§ **DATA PROVIDED**:
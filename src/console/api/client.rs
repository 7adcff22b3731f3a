use reqwest::{Client, Method, StatusCode};
use serde::de::DeserializeOwned;
use tracing::debug;

use crate::app_config::env::env_or_default;
use crate::error::{AppError, AppResult};

/// 后端 API 的固定版本前缀
pub const API_PREFIX: &str = "/api/v1/observe";

/// 控制台后端客户端
///
/// 单一请求原语：固定鉴权头 + JSON 协商，把所有失败归一化为 AppError。
/// 本层不做重试，重试策略属于轮询与派发层。
pub struct ConsoleClient {
    client: Client,
    base_url: String,
    api_token: String,
}

impl ConsoleClient {
    pub fn new(base_url: String, api_token: String) -> Self {
        ConsoleClient {
            client: Client::new(),
            base_url,
            api_token,
        }
    }

    /// 从环境变量构建：CONSOLE_BASE_URL、CONSOLE_API_TOKEN
    pub fn from_env() -> AppResult<Self> {
        let base_url = env_or_default("CONSOLE_BASE_URL", "http://127.0.0.1:8000");
        let api_token = std::env::var("CONSOLE_API_TOKEN")
            .map_err(|_| AppError::Config("CONSOLE_API_TOKEN is not set".to_string()))?;
        Ok(Self::new(base_url, api_token))
    }

    pub(crate) async fn send_request<T: DeserializeOwned>(
        &self,
        method: Method,
        path: &str,
        body: Option<serde_json::Value>,
    ) -> AppResult<T> {
        let url = format!("{}{}{}", self.base_url, API_PREFIX, path);

        let mut request_builder = self
            .client
            .request(method, &url)
            .header("Authorization", format!("Bearer {}", self.api_token))
            .header("Content-Type", "application/json");
        if let Some(body) = body {
            request_builder = request_builder.json(&body);
        }

        let response = request_builder
            .send()
            .await
            .map_err(|e| AppError::Network(e.to_string()))?;

        let status_code = response.status();
        let response_body = response
            .text()
            .await
            .map_err(|e| AppError::Network(e.to_string()))?;
        debug!("path:{}, status:{}", path, status_code);

        if status_code.is_success() {
            serde_json::from_str(&response_body).map_err(|e| AppError::Server {
                status: status_code.as_u16(),
                message: format!("invalid response body: {}", e),
            })
        } else {
            Err(AppError::Server {
                status: status_code.as_u16(),
                message: normalize_error_body(&response_body, status_code),
            })
        }
    }
}

/// 归一化非 2xx 响应体
///
/// 接受扁平的 {"detail": "..."} 或嵌套的 {"detail": {"message": "..."}}，
/// 两者都没有时回退到 HTTP 状态文本。合法 JSON 错误体绝不作为解析失败抛出。
pub(crate) fn normalize_error_body(body: &str, status: StatusCode) -> String {
    if let Ok(value) = serde_json::from_str::<serde_json::Value>(body) {
        if let Some(detail) = value.get("detail") {
            if let Some(s) = detail.as_str() {
                return s.to_string();
            }
            if let Some(msg) = detail.get("message").and_then(|m| m.as_str()) {
                return msg.to_string();
            }
        }
        if let Some(msg) = value.get("message").and_then(|m| m.as_str()) {
            return msg.to_string();
        }
    }
    status
        .canonical_reason()
        .unwrap_or("request failed")
        .to_string()
}

#[cfg(test)]
mod tests {
    use super::*;

    #[test]
    fn test_flat_detail_string() {
        let body = r#"{"detail":"Send confirm=true to stop a strategy permanently."}"#;
        assert_eq!(
            normalize_error_body(body, StatusCode::BAD_REQUEST),
            "Send confirm=true to stop a strategy permanently."
        );
    }

    #[test]
    fn test_nested_detail_message() {
        let body = r#"{"detail":{"code":"KILL_SWITCH_ACTIVE","message":"Cannot resume strategy while global kill switch is active."}}"#;
        assert_eq!(
            normalize_error_body(body, StatusCode::CONFLICT),
            "Cannot resume strategy while global kill switch is active."
        );
    }

    #[test]
    fn test_fallback_to_status_text() {
        assert_eq!(
            normalize_error_body("<html>oops</html>", StatusCode::BAD_GATEWAY),
            "Bad Gateway"
        );
        assert_eq!(
            normalize_error_body(r#"{"other":1}"#, StatusCode::INTERNAL_SERVER_ERROR),
            "Internal Server Error"
        );
    }
}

§ **ASSIGNMENT**:
Would you return all of the material exactly as written?

§ **OUTPUT FOR THIS EXERCISE**:
filename src/console/api/client.rs
repository 7adcff22b3731f3a
use reqwest::{Client, Method, StatusCode};
use serde::de::DeserializeOwned;
use tracing::debug;

use crate::app_config::env::env_or_default;
use crate::error::{AppError, AppResult};

/// 后端 API 的固定版本前缀
pub const API_PREFIX: &str = "/api/v1/observe";

/// 控制台后端客户端
///
/// 单一请求原语：固定鉴权头 + JSON 协商，把所有失败归一化为 AppError。
/// 本层不做重试，重试策略属于轮询与派发层。
pub struct ConsoleClient {
    client: Client,
    base_url: String,
    api_token: String,
}

impl ConsoleClient {
    pub fn new(base_url: String, api_token: String) -> Self {
        ConsoleClient {
            client: Client::new(),
            base_url,
            api_token,
        }
    }

    /// 从环境变量构建：CONSOLE_BASE_URL、CONSOLE_API_TOKEN
    pub fn from_env() -> AppResult<Self> {
        let base_url = env_or_default("CONSOLE_BASE_URL", "http://127.0.0.1:8000");
        let api_token = std::env::var("CONSOLE_API_TOKEN")
            .map_err(|_| AppError::Config("CONSOLE_API_TOKEN is not set".to_string()))?;
        Ok(Self::new(base_url, api_token))
    }

    pub(crate) async fn send_request<T: DeserializeOwned>(
        &self,
        method: Method,
        path: &str,
        body: Option<serde_json::Value>,
    ) -> AppResult<T> {
        let url = format!("{}{}{}", self.base_url, API_PREFIX, path);

        let mut request_builder = self
            .client
            .request(method, &url)
            .header("Authorization", format!("Bearer {}", self.api_token))
            .header("Content-Type", "application/json");
        if let Some(body) = body {
            request_builder = request_builder.json(&body);
        }

        let response = request_builder
            .send()
            .await
            .map_err(|e| AppError::Network(e.to_string()))?;

        let status_code = response.status();
        let response_body = response
            .text()
            .await
            .map_err(|e| AppError::Network(e.to_string()))?;
        debug!("path:{}, status:{}", path, status_code);

        if status_code.is_success() {
            serde_json::from_str(&response_body).map_err(|e| AppError::Server {
                status: status_code.as_u16(),
                message: format!("invalid response body: {}", e),
            })
        } else {
            Err(AppError::Server {
                status: status_code.as_u16(),
                message: normalize_error_body(&response_body, status_code),
            })
        }
    }
}

/// 归一化非 2xx 响应体
///
/// 接受扁平的 {"detail": "..."} 或嵌套的 {"detail": {"message": "..."}}，
/// 两者都没有时回退到 HTTP 状态文本。合法 JSON 错误体绝不作为解析失败抛出。
pub(crate) fn normalize_error_body(body: &str, status: StatusCode) -> String {
    if let Ok(value) = serde_json::from_str::<serde_json::Value>(body) {
        if let Some(detail) = value.get("detail") {
            if let Some(s) = detail.as_str() {
                return s.to_string();
            }
            if let Some(msg) = detail.get("message").and_then(|m| m.as_str()) {
                return msg.to_string();
            }
        }
        if let Some(msg) = value.get("message").and_then(|m| m.as_str()) {
            return msg.to_string();
        }
    }
    status
        .canonical_reason()
        .unwrap_or("request failed")
        .to_string()
}

#[cfg(test)]
mod tests {
    use super::*;

    #[test]
    fn test_flat_detail_string() {
        let body = r#"{"detail":"Send confirm=true to stop a strategy permanently."}"#;
        assert_eq!(
            normalize_error_body(body, StatusCode::BAD_REQUEST),
            "Send confirm=true to stop a strategy permanently."
        );
    }

    #[test]
    fn test_nested_detail_message() {
        let body = r#"{"detail":{"code":"KILL_SWITCH_ACTIVE","message":"Cannot resume strategy while global kill switch is active."}}"#;
        assert_eq!(
            normalize_error_body(body, StatusCode::CONFLICT),
            "Cannot resume strategy while global kill switch is active."
        );
    }

    #[test]
    fn test_fallback_to_status_text() {
        assert_eq!(
            normalize_error_body("<html>oops</html>", StatusCode::BAD_GATEWAY),
            "Bad Gateway"
        );
        assert_eq!(
            normalize_error_body(r#"{"other":1}"#, StatusCode::INTERNAL_SERVER_ERROR),
            "Internal Server Error"
        );
    }
}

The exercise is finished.